On the second anniversary of the state murder of Jina Mahsa Amini, police put her parents under house arrest to prevent them from going to the cemetery in the Kurdish town of Saqqez, where her funeral in 2022 inaugurated the uprising when women took off their compulsory headscarves and shouted “Jin Jiyan Azadi” (Woman, Life, Freedom). The regime even went so far as to open channel gates to flood the streets leading to the cemetery.
Amid this harsh repression, people found ways to express their resistance. In multiple cities in Kurdistan, shops closed in a general strike on September 15. The day before, a group of Kurdish women posted a video putting out the call for a general strike, while covering their faces with photos of Mahsa and imprisoned women.
In some cities, like Tehran and Isfahan, four nights of “shouting in the dark” were planned, with people posting videos of the chanting coming from high-rise buildings. Posters, flyers and graffiti were also ways that people took part, and women posted photos of themselves defiantly showing their hair in public.
The most stunning expressions of resistance took place inside Iran’s hellhole prisons. Women political prisoners chanted and burned headscarves in Evin Prison on September 14, and went on hunger strike September 15 (hear the audio and read their statements here).
In the huge Ghezel Hesar prison, where the “Tuesday No to Execution” hunger strikes began in January (and have spread to 22 prisons), reportedly prisoners in the political Ward 4 held a ceremony commemorating Jina and other victims killed by authorities in the 2022 protests. They read poetry and sang, “emphasizing the right to seek justice, and opposition to execution.” Then they chanted:
Hot and furious in prison.
Death sentences and execution.
Flames on the rise.
Death to Khamenei, damn Khomeini!
(Ayatollah Ali Khamenei is the current Supreme Leader of Iran; Ayatollah Khomeini was the first Supreme Leader)
They showed that even in center of executions and torture, namely Ghezel Hesar, they are not afraid of dictators, as they shouted in one voice: O Khamenei, we will bury you under the ground.
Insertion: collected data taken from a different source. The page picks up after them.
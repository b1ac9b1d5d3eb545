use std::collections::BTreeMap;

use tracing::warn;

use super::{FieldValidator, ValidatorKind, ValidatorNode};
use crate::registry::TypeRegistry;
use crate::schema::{substitute_block, Config, FieldDefinition, FieldType, TagTemplate};

/// Compile a field tree into a composite validator.
///
/// Compilation never fails: unknown types fall back to a permissive string
/// validator and unbuildable constraints degrade to accept-anything, both
/// with diagnostics.
#[must_use]
pub fn build_validator(
    fields: &[FieldDefinition],
    config: &Config,
    registry: &TypeRegistry,
) -> ValidatorNode {
    ValidatorNode {
        kind: build_object(fields, config, registry, true),
        optional: true,
    }
}

fn build_object(
    fields: &[FieldDefinition],
    config: &Config,
    registry: &TypeRegistry,
    allow_blocks: bool,
) -> ValidatorKind {
    ValidatorKind::Object {
        fields: fields
            .iter()
            .map(|field| FieldValidator {
                name: field.name.clone(),
                node: build_field(field, config, registry, allow_blocks),
            })
            .collect(),
    }
}

fn build_field(
    field: &FieldDefinition,
    config: &Config,
    registry: &TypeRegistry,
    allow_blocks: bool,
) -> ValidatorNode {
    // Block substitution comes before type dispatch. It happens exactly once
    // per reference: a block reached through another block is not expanded.
    if let FieldType::Single(tag) = &field.field_type {
        if let TagTemplate::Block(block) = TagTemplate::resolve(config, tag) {
            if !allow_blocks {
                warn!(%tag, "block-of-block reference is not supported, accepting any value");
                return ValidatorNode::any(true);
            }
            let expanded = substitute_block(field, block);
            return build_field(&expanded, config, registry, false);
        }
    }

    let kind = match &field.field_type {
        FieldType::Mixed(tags) => build_union(tags, config, registry, allow_blocks),
        FieldType::Single(_) if field.is_object() => {
            build_object(&field.fields, config, registry, allow_blocks)
        }
        FieldType::Single(tag) => registry.handler(tag).build_validator(field, config),
    };

    // Wrap in a list validator unless the type already produced one.
    let kind = if field.list.is_enabled() && !matches!(kind, ValidatorKind::List { .. }) {
        ValidatorKind::List {
            item: Box::new(ValidatorNode {
                kind,
                optional: false,
            }),
            min: field.list.min(),
            max: field.list.max(),
        }
    } else {
        kind
    };

    ValidatorNode {
        kind,
        optional: !field.required,
    }
}

fn build_union(
    tags: &[String],
    config: &Config,
    registry: &TypeRegistry,
    allow_blocks: bool,
) -> ValidatorKind {
    let mut variants = BTreeMap::new();
    for tag in tags {
        let node = match TagTemplate::resolve(config, tag) {
            TagTemplate::Block(block) => {
                if allow_blocks {
                    build_field(block, config, registry, false)
                } else {
                    warn!(%tag, "block-of-block reference is not supported, accepting any value");
                    ValidatorNode::any(true)
                }
            }
            TagTemplate::Primitive(tag) => {
                let synthetic = FieldDefinition::primitive(tag);
                ValidatorNode {
                    kind: registry.handler(tag).build_validator(&synthetic, config),
                    optional: false,
                }
            }
        };
        variants.insert(tag.clone(), node);
    }
    ValidatorKind::Union { variants }
}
Demonstration on September 21, 2024, by women in Bakur Kurdistan protest violence against women. Posted on Instagram by @bidarzani
In Bakur in Turkish Kurdistan, women's demonstrations on the second anniversary of Jina's uprising protested against violence against women, according to this report from @bidarzani on September 21.
During the past few days, a large number of women in Bakur Kurdistan came to the streets with the slogan “Jin Jiyan Azadi” (Woman, Life, Freedom). The demonstration was formed in protest of the murder of a child by her uncle and the second anniversary of the Jina Uprising. In these demonstrations, Turkish police officers attacked the crowd of protesting women and blocked them, inciting violence and obscenity.
Marches and rallies were held in over 40 cities in at least 14 different countries. Most of these were relatively small compared to 2022, with significant numbers in Paris and Berlin, mostly Iranians in the diaspora.
In the San Francisco Bay Area in California, the IEC’s participation in a banner drop on September 16 was captured by an IndyBay report titled, “Women, Life, Freedom and Save Gaza!”
The beautiful and heroic September 2022 uprising in Iran over the regime's killing of Mahsa (Jina) Amini put the fascist theocrats against the wall. In addition, worldwide support for the "Woman, Life, Freedom" uprising shined a light on the regime, seeking to stop its murderous crime against political prisoners; this also helps to counteract the growth of the dangerous stupidity that stands out in the "leftist" movement that the Islamic Republic is an anti-imperialist / anti-US force. NO! The Islamic Republic is reactionary, and the Yankee imperialists are even more so. The people of Iran, mainly women and young people, have chosen another path and are fighting for it on the streets and in the prisons of Iran. They deserve our full support!
In Colombia, vertical banners with this call to stand with uprising of women in Iran appeared in early September.